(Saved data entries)
------------------------------------------------

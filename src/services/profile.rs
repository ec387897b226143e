use crate::models::{PoolId, Settlement};
use chrono::{DateTime, Utc};
use rust_decimal::Decimal;
use serde::{Deserialize, Serialize};
use std::collections::HashMap;
use tokio::sync::RwLock;
use tracing::debug;

#[derive(Debug, Clone, Copy, PartialEq, Eq, Serialize, Deserialize)]
pub enum GameOutcome {
    Win,
    Lost,
}

/// One wallet's result in one pool
#[derive(Debug, Clone, PartialEq, Eq, Serialize, Deserialize)]
pub struct GameRecord {
    pub pool_id: PoolId,
    pub outcome: GameOutcome,
    pub staked: Decimal,
    pub flow_won: Decimal,
    pub ioo_earned: Decimal,
    pub played_at: DateTime<Utc>,
}

/// Aggregate profile numbers
#[derive(Debug, Clone, PartialEq, Eq, Default, Serialize, Deserialize)]
pub struct PlayerStats {
    pub total_games: usize,
    pub total_wins: usize,
    /// Percentage with one decimal place
    pub win_rate: Decimal,
    pub total_flow_won: Decimal,
    pub total_ioo_earned: Decimal,
}

/// Game history per wallet, fed from settlements
pub struct ProfileService {
    history: RwLock<HashMap<String, Vec<GameRecord>>>,
}

impl ProfileService {
    pub fn new() -> Self {
        Self {
            history: RwLock::new(HashMap::new()),
        }
    }

    /// Record the outcome for every participant of a settled pool
    pub async fn record_settlement(&self, settlement: &Settlement) {
        let mut history = self.history.write().await;

        let winner = &settlement.winner;
        history
            .entry(winner.wallet_address.clone())
            .or_default()
            .push(GameRecord {
                pool_id: settlement.pool_id,
                outcome: GameOutcome::Win,
                staked: winner.amount,
                flow_won: settlement.payout,
                ioo_earned: Decimal::ZERO,
                played_at: settlement.settled_at,
            });

        for credit in &settlement.consolation {
            history
                .entry(credit.wallet_address.clone())
                .or_default()
                .push(GameRecord {
                    pool_id: settlement.pool_id,
                    outcome: GameOutcome::Lost,
                    staked: credit.amount,
                    flow_won: Decimal::ZERO,
                    ioo_earned: credit.amount,
                    played_at: settlement.settled_at,
                });
        }

        debug!(
            "Recorded pool {} for {} wallets",
            settlement.pool_id, settlement.participants
        );
    }

    /// Newest first
    pub async fn history(&self, wallet_address: &str) -> Vec<GameRecord> {
        let history = self.history.read().await;
        let mut records = history.get(wallet_address).cloned().unwrap_or_default();
        records.sort_by(|a, b| b.played_at.cmp(&a.played_at).then(b.pool_id.cmp(&a.pool_id)));
        records
    }

    pub async fn stats(&self, wallet_address: &str) -> PlayerStats {
        let history = self.history.read().await;
        let records = match history.get(wallet_address) {
            Some(r) if !r.is_empty() => r,
            _ => return PlayerStats::default(),
        };

        let total_games = records.len();
        let total_wins = records
            .iter()
            .filter(|r| r.outcome == GameOutcome::Win)
            .count();
        let win_rate = (Decimal::from(total_wins as u64) * Decimal::ONE_HUNDRED
            / Decimal::from(total_games as u64))
        .round_dp(1);

        PlayerStats {
            total_games,
            total_wins,
            win_rate,
            total_flow_won: records.iter().map(|r| r.flow_won).sum(),
            total_ioo_earned: records.iter().map(|r| r.ioo_earned).sum(),
        }
    }
}

impl Default for ProfileService {
    fn default() -> Self {
        Self::new()
    }
}
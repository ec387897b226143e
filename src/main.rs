//! InOrOut pool simulator
//!
//! Seeds the dashboard pools, connects a mock wallet, stakes it into the
//! first pool and runs every pool through countdown, draw and payout.

use inorout_backend::clock::{Clock, SystemClock};
use inorout_backend::config::AppConfig;
use inorout_backend::error::{AppError, AppResult};
use inorout_backend::events::PoolEvent;
use inorout_backend::format::{format_address, format_amount};
use inorout_backend::seed::{seed_board, SEED_POOLS};
use inorout_backend::services::{BoardTab, PoolBoard, QuickStake, WinnerSelector};
use inorout_backend::wallet::MockWalletConnector;
use std::sync::Arc;
use tokio::sync::broadcast::error::RecvError;
use tracing::{debug, error, info, warn};

#[tokio::main]
async fn main() -> AppResult<()> {
    // Load environment variables first
    dotenv::dotenv().ok();

    // Load configuration
    let config = AppConfig::from_env().map_err(|e| {
        eprintln!("Configuration error: {}", e);
        AppError::Config(e)
    })?;

    // Initialize tracing/logging with config
    tracing_subscriber::fmt()
        .with_env_filter(
            tracing_subscriber::EnvFilter::try_from_default_env().unwrap_or_else(|_| {
                format!("inorout_backend={}", config.log_level).into()
            }),
        )
        .init();

    info!("InOrOut pool simulator starting");
    info!("Environment: {}", config.environment);
    info!("Network: {} ({})", config.network, config.network.config().access_node);
    info!(
        "Tick {:?}, analyzing {:?}, results shown {:?}",
        config.session.tick_interval(),
        config.session.analyzing_delay(),
        config.session.result_display()
    );

    // =========================================================================
    // BOARD SETUP
    // =========================================================================
    let clock: Arc<dyn Clock> = Arc::new(SystemClock);

    let selector = match config.draw_seed {
        Some(seed) => {
            info!("Draws are reproducible (seed {})", seed);
            WinnerSelector::seeded(seed)
        }
        None => WinnerSelector::from_entropy(),
    };

    let board = PoolBoard::new(clock.clone(), selector, config.session.clone());
    let sessions = seed_board(&board, clock.now()).await?;
    info!("✓ Seeded {} pools", sessions.len());

    for row in board.list(BoardTab::Active).await {
        info!(
            "  #{} min {} FLOW, {} players, pot {} FLOW, closes in {}",
            row.id, row.min_entry, row.participants, row.total_pot, row.time_left
        );
    }

    // =========================================================================
    // WALLET
    // =========================================================================
    let mut connector = MockWalletConnector::new();
    let wallet = connector.connect().await;
    info!(
        "✓ Wallet {} connected with {} FLOW",
        format_address(wallet.address(), true),
        format_amount(wallet.available_balance(), 4)
    );

    let target = board.get(SEED_POOLS[0].id).await?;
    let pool = target.snapshot().await;
    let amount = QuickStake::Quarter
        .amount(pool.min_entry, wallet.available_balance())
        .max(pool.min_entry);

    match target.join(&wallet, amount).await {
        Ok(pot) => info!(
            "✓ Joined pool #{} with {} FLOW; pot is now {} FLOW",
            target.id(),
            format_amount(amount, 2),
            format_amount(pot, 2)
        ),
        Err(e) => warn!("Could not join pool #{}: {}", target.id(), e),
    }

    // =========================================================================
    // RUN
    // =========================================================================
    let mut waiters = Vec::with_capacity(sessions.len());
    for session in &sessions {
        session.on_state_change(|event| {
            if matches!(event, PoolEvent::Tick { .. }) {
                return;
            }
            match event.to_json() {
                Ok(json) => debug!("{}", json),
                Err(e) => warn!("Could not serialize pool event: {}", e),
            }
        });

        let mut rx = session.subscribe();
        waiters.push(tokio::spawn(async move {
            loop {
                match rx.recv().await {
                    Ok(PoolEvent::ResultWindowClosed { .. }) | Ok(PoolEvent::DrawFailed { .. }) => break,
                    Ok(_) | Err(RecvError::Lagged(_)) => {}
                    Err(RecvError::Closed) => break,
                }
            }
        }));
    }

    let started = board.start_all().await?;
    info!("✓ {} countdowns running. Press Ctrl+C to stop", started);

    tokio::select! {
        _ = tokio::signal::ctrl_c() => {
            info!("Shutdown signal received, stopping countdowns...");
            for session in &sessions {
                session.cancel().await;
            }
        }
        _ = async {
            for waiter in waiters {
                if let Err(e) = waiter.await {
                    error!("Pool watcher failed: {}", e);
                }
            }
        } => {
            info!("All pools finished");
        }
    }

    // =========================================================================
    // RESULTS
    // =========================================================================
    for session in &sessions {
        match session.settlement().await {
            Ok(settlement) => {
                let you = if settlement.is_winner(wallet.address()) { " (you)" } else { "" };
                info!(
                    "Pool #{}: {}{} wins {} FLOW - {}",
                    settlement.pool_id,
                    format_address(&settlement.winner.wallet_address, true),
                    you,
                    format_amount(settlement.payout, 2),
                    config.network.account_url(&settlement.winner.wallet_address)
                );
                if let Some(credit) = settlement.consolation_for(wallet.address()) {
                    info!(
                        "Pool #{}: you receive {} {}",
                        settlement.pool_id,
                        format_amount(credit.amount, 2),
                        credit.currency.symbol()
                    );
                }
            }
            Err(e) => warn!("Pool #{}: {}", session.id(), e),
        }
    }

    let stats = board.profiles().stats(wallet.address()).await;
    info!(
        "Profile: {} games, {} wins ({}%), {} FLOW won, {} IOO earned",
        stats.total_games,
        stats.total_wins,
        stats.win_rate,
        format_amount(stats.total_flow_won, 2),
        format_amount(stats.total_ioo_earned, 2)
    );

    info!("InOrOut pool simulator shutdown complete");
    Ok(())
}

------------------------------------------------

### THE PROBLEM:
If a line in the records includes the string "participants", copy it.

### COMPLETED TASK:
            settlement.pool_id, settlement.participants
            row.id, row.min_entry, row.participants, row.total_pot, row.time_left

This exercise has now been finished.